[Opening DATASET EXCERPTS section]

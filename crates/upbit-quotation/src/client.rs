//! HTTP client for the Upbit quotation REST API.
//!
//! One method per endpoint. Every method validates its arguments against
//! the cached market list, builds the query string, issues a single GET
//! and returns the decoded JSON body verbatim. No retries, no response
//! caching, no rate limiting.

use crate::error::{UpbitError, UpbitResult};
use crate::markets::MarketList;
use reqwest::Client;
use serde_json::Value;
use std::time::Duration;
use tracing::{debug, error, info};

/// Production quotation endpoint.
pub const BASE_URL: &str = "https://api.upbit.com/v1";

/// Candle widths accepted by `/candles/minutes/{unit}`, in minutes.
pub const MINUTE_UNITS: [u32; 8] = [1, 3, 5, 10, 15, 30, 60, 240];

/// Default timeout for API requests.
const DEFAULT_TIMEOUT: Duration = Duration::from_secs(10);

/// API credentials. Unused by the quotation endpoints; reserved for the
/// private (exchange) API.
#[derive(Clone, Default)]
pub struct Credentials {
    pub access_key: Option<String>,
    pub secret_key: Option<String>,
}

impl std::fmt::Debug for Credentials {
    fn fmt(&self, f: &mut std::fmt::Formatter<'_>) -> std::fmt::Result {
        f.debug_struct("Credentials")
            .field("access_key", &self.access_key.as_deref().map(|_| "<redacted>"))
            .field("secret_key", &self.secret_key.as_deref().map(|_| "<redacted>"))
            .finish()
    }
}

/// Client for the Upbit quotation API.
///
/// Construction fetches `/market/all` once and caches the market codes;
/// the cache is never refreshed for the lifetime of the client.
#[derive(Debug)]
pub struct UpbitClient {
    client: Client,
    base_url: String,
    #[allow(dead_code)]
    credentials: Credentials,
    markets: MarketList,
}

impl UpbitClient {
    /// Create a client against the production endpoint.
    ///
    /// Fails with the underlying error if the initial market-list fetch
    /// fails; no retry is attempted.
    pub async fn new(credentials: Credentials) -> UpbitResult<Self> {
        Self::with_base_url(BASE_URL, credentials).await
    }

    /// Create a client against an alternate base URL (no trailing slash).
    pub async fn with_base_url(
        base_url: impl Into<String>,
        credentials: Credentials,
    ) -> UpbitResult<Self> {
        let client = Client::builder().timeout(DEFAULT_TIMEOUT).build()?;
        let base_url = base_url.into();

        let body = get_json(&client, &base_url, "/market/all", &[]).await?;
        let markets = MarketList::from_market_all(&body)?;
        info!(count = markets.len(), "Loaded tradable market list");

        Ok(Self {
            client,
            base_url,
            credentials,
            markets,
        })
    }

    /// Market codes cached at construction.
    pub fn markets(&self) -> &MarketList {
        &self.markets
    }

    /// GET `/market/all` — every market the exchange currently lists.
    pub async fn get_market_all(&self) -> UpbitResult<Value> {
        self.get("/market/all", &[]).await
    }

    /// GET `/candles/minutes/{unit}`.
    ///
    /// # Arguments
    /// * `unit` - candle width in minutes; one of [`MINUTE_UNITS`].
    /// * `market` - market code, must be in the cached list.
    /// * `to` - last candle time, exclusive (`yyyy-MM-dd'T'HH:mm:ssXXX`).
    /// * `count` - number of candles (server caps at 200).
    pub async fn get_minutes_candles(
        &self,
        unit: u32,
        market: &str,
        to: Option<&str>,
        count: Option<u32>,
    ) -> UpbitResult<Value> {
        if !MINUTE_UNITS.contains(&unit) {
            let msg = format!("invalid unit: {unit}");
            error!(%msg, "Rejecting minutes-candles request");
            return Err(UpbitError::InvalidArgument(msg));
        }
        self.check_market(market)?;

        let params = candle_params(market, to, count);
        self.get(&format!("/candles/minutes/{unit}"), &params).await
    }

    /// GET `/candles/days`.
    ///
    /// `converting_price_unit` converts the closing price into another
    /// quote currency (e.g. `KRW` for BTC-quoted markets).
    pub async fn get_days_candles(
        &self,
        market: &str,
        to: Option<&str>,
        count: Option<u32>,
        converting_price_unit: Option<&str>,
    ) -> UpbitResult<Value> {
        self.check_market(market)?;

        let mut params = candle_params(market, to, count);
        if let Some(unit) = converting_price_unit {
            params.push(("convertingPriceUnit", unit.to_string()));
        }
        self.get("/candles/days", &params).await
    }

    /// GET `/candles/weeks`.
    pub async fn get_weeks_candles(
        &self,
        market: &str,
        to: Option<&str>,
        count: Option<u32>,
    ) -> UpbitResult<Value> {
        self.check_market(market)?;
        self.get("/candles/weeks", &candle_params(market, to, count))
            .await
    }

    /// GET `/candles/months`.
    pub async fn get_months_candles(
        &self,
        market: &str,
        to: Option<&str>,
        count: Option<u32>,
    ) -> UpbitResult<Value> {
        self.check_market(market)?;
        self.get("/candles/months", &candle_params(market, to, count))
            .await
    }

    /// GET `/trades/ticks` — most recent executed trades.
    ///
    /// `cursor` is the `sequential_id` continuation token from a previous
    /// page.
    pub async fn get_trades_ticks(
        &self,
        market: &str,
        to: Option<&str>,
        count: Option<u32>,
        cursor: Option<&str>,
    ) -> UpbitResult<Value> {
        self.check_market(market)?;

        let mut params = candle_params(market, to, count);
        if let Some(cursor) = cursor {
            params.push(("cursor", cursor.to_string()));
        }
        self.get("/trades/ticks", &params).await
    }

    /// GET `/ticker` — current snapshot for one or more markets.
    ///
    /// The slice must be non-empty and every code must be in the cached
    /// list. Codes are joined into a single comma-separated query value.
    pub async fn get_ticker<S: AsRef<str>>(&self, markets: &[S]) -> UpbitResult<Value> {
        if markets.is_empty() {
            let msg = "markets must be a non-empty list".to_string();
            error!(%msg, "Rejecting ticker request");
            return Err(UpbitError::InvalidArgument(msg));
        }
        for market in markets {
            self.check_market(market.as_ref())?;
        }

        let joined = markets
            .iter()
            .map(|m| m.as_ref())
            .collect::<Vec<_>>()
            .join(", ");
        self.get("/ticker", &[("markets", joined)]).await
    }

    /// Reject any market code absent from the cached list.
    fn check_market(&self, market: &str) -> UpbitResult<()> {
        if self.markets.contains(market) {
            Ok(())
        } else {
            let msg = format!("invalid market: {market}");
            error!(%msg, "Market not in cached list");
            Err(UpbitError::InvalidArgument(msg))
        }
    }

    async fn get(&self, path: &str, params: &[(&str, String)]) -> UpbitResult<Value> {
        get_json(&self.client, &self.base_url, path, params).await
    }
}

/// Common query parameters shared by the candle and trade endpoints.
fn candle_params(market: &str, to: Option<&str>, count: Option<u32>) -> Vec<(&'static str, String)> {
    let mut params = vec![("market", market.to_string())];
    if let Some(to) = to {
        params.push(("to", to.to_string()));
    }
    if let Some(count) = count {
        params.push(("count", count.to_string()));
    }
    params
}

/// Shared GET helper.
///
/// Any status outside 200/201 is a failure; the error message carries the
/// response body when the server sent one, else the status code. A 2xx
/// body that is not valid JSON surfaces as a decode error.
async fn get_json(
    client: &Client,
    base_url: &str,
    path: &str,
    params: &[(&str, String)],
) -> UpbitResult<Value> {
    let url = format!("{base_url}{path}");
    debug!(%url, "GET");

    let mut request = client.get(&url);
    if !params.is_empty() {
        request = request.query(params);
    }
    let response = request.send().await?;

    let status = response.status().as_u16();
    let text = response.text().await?;

    if !matches!(status, 200 | 201) {
        let msg = if text.is_empty() {
            format!("status code {status}")
        } else {
            text
        };
        error!(%url, status, "GET failed: {msg}");
        return Err(UpbitError::RequestFailed(msg));
    }

    Ok(serde_json::from_str(&text)?)
}

#[cfg(test)]
mod tests {
    use super::*;

    #[test]
    fn test_candle_params_omits_absent_options() {
        let params = candle_params("KRW-BTC", None, None);
        assert_eq!(params, [("market", "KRW-BTC".to_string())]);
    }

    #[test]
    fn test_candle_params_includes_to_and_count() {
        let params = candle_params("KRW-BTC", Some("2026-01-01T00:00:00Z"), Some(200));
        assert_eq!(
            params,
            [
                ("market", "KRW-BTC".to_string()),
                ("to", "2026-01-01T00:00:00Z".to_string()),
                ("count", "200".to_string()),
            ]
        );
    }

    #[test]
    fn test_credentials_debug_redacts_keys() {
        let creds = Credentials {
            access_key: Some("abcdef".to_string()),
            secret_key: Some("123456".to_string()),
        };
        let rendered = format!("{creds:?}");
        assert!(!rendered.contains("abcdef"));
        assert!(!rendered.contains("123456"));
    }
}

[Closing DATASET EXCERPTS section]

[PROBLEM TO WORK ON] All lines above between those holding "retries, no response" and "use std::time::Duration;", inclusive, must be set down unchanged, and no other line may be included.

[ANSWER BOX]
//! and returns the decoded JSON body verbatim. No retries, no response
//! caching, no rate limiting.

use crate::error::{UpbitError, UpbitResult};
use crate::markets::MarketList;
use reqwest::Client;
use serde_json::Value;
use std::time::Duration;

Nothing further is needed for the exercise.